Author: Andy Shield
JMW Turner (1775 - 1851) is widely considered to be one of the greatest landscape painters of all time. With an adroit expressionistic style, he seems to capture the very essence of the natural world.
His treatment of light brings a dynamism and energy to many powerful depictions of British skies. While his appreciation of the sciences, creates an inner richness that underpins his works.
Inverary Castle and Town Scotland is a collaborative piece by JMW Turner and his good friend from the Royal Academy, Charles Turner (1774 – 1857). JMW etched the outline on to a copper plate and then passed this to Charles who filled in the etching with mezzotint.
It forms part of JMW’s Liber Studiorum project and was published with the 13th part of the series on the 1st of January 1816. Many skilled engravers worked on this compendium, but Charles was considered by JMW to be the greatest of his generation.
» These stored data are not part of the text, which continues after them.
//! Integration tests wiring the backup service to the real cron scheduler.

use std::sync::Arc;
use std::time::Duration;

use backuphub_worker::CronScheduler;
use backuphub_worker::scheduler::CronJobInfo;

use crate::helpers::{TestInstance, shared_locks, system_config};

async fn wait_for_jobs(instance: &TestInstance<CronScheduler>, at_least: usize) -> bool {
    tokio::time::timeout(Duration::from_secs(10), async {
        while instance.queue.count() < at_least {
            tokio::time::sleep(Duration::from_millis(100)).await;
        }
    })
    .await
    .is_ok()
}

#[tokio::test(flavor = "multi_thread", worker_threads = 2)]
async fn test_leader_trigger_enqueues_backups() {
    let scheduler = Arc::new(CronScheduler::new().await.unwrap());
    let instance =
        TestInstance::new(shared_locks(), scheduler.clone(), system_config("* * * * * *", true))
            .await;

    instance.backup.on_bootstrap().await.unwrap();
    instance.config.reload().await.unwrap();
    scheduler.start().await.unwrap();

    let fired = wait_for_jobs(&instance, 1).await;
    scheduler.shutdown().await.unwrap();
    assert!(fired, "backup trigger never fired");
}

#[tokio::test(flavor = "multi_thread", worker_threads = 2)]
async fn test_disabling_schedule_stops_enqueueing() {
    let scheduler = Arc::new(CronScheduler::new().await.unwrap());
    let instance =
        TestInstance::new(shared_locks(), scheduler.clone(), system_config("* * * * * *", true))
            .await;

    instance.backup.on_bootstrap().await.unwrap();
    instance.config.reload().await.unwrap();
    scheduler.start().await.unwrap();
    assert!(wait_for_jobs(&instance, 1).await, "backup trigger never fired");

    instance.provider.set(system_config("0 3 * * *", false));
    instance.config.reload().await.unwrap();

    // A firing already in flight may still land.
    tokio::time::sleep(Duration::from_millis(500)).await;
    let settled = instance.queue.count();
    tokio::time::sleep(Duration::from_millis(2500)).await;
    scheduler.shutdown().await.unwrap();

    assert_eq!(instance.queue.count(), settled);
    assert_eq!(
        scheduler.jobs().await,
        vec![CronJobInfo {
            name: "backupDatabase".to_string(),
            schedule: "0 3 * * *".to_string(),
            enabled: false,
        }]
    );
}

#[tokio::test(flavor = "multi_thread", worker_threads = 2)]
async fn test_follower_leaves_scheduler_empty() {
    let locks = shared_locks();
    let leader_scheduler = Arc::new(CronScheduler::new().await.unwrap());
    let follower_scheduler = Arc::new(CronScheduler::new().await.unwrap());

    let leader = TestInstance::new(
        locks.clone(),
        leader_scheduler.clone(),
        system_config("0 2 * * *", true),
    )
    .await;
    let follower = TestInstance::new(
        locks,
        follower_scheduler.clone(),
        system_config("0 2 * * *", true),
    )
    .await;

    leader.backup.on_bootstrap().await.unwrap();
    follower.backup.on_bootstrap().await.unwrap();

    assert_eq!(leader_scheduler.jobs().await.len(), 1);
    assert!(follower_scheduler.jobs().await.is_empty());
    assert_eq!(follower.backup.role(), Some(backuphub_service::BackupRole::Follower));
}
The Liber Studiorum, which translates as ‘book of studies’, illustrates JMW’s belief that there are five categories of landscape painting - architectural, historical, marine, mountainous and pastoral. Each mezzotint features a letter to indicate which of the categories it belongs to and Inverary Castle and Town Scotland has an M - for mountainous.
The plan was to release 100 prints but only 71 were produced. It’s said that there were many quarrels throughout the process, including one between JMW and Charles that led to them not speaking for 19 years.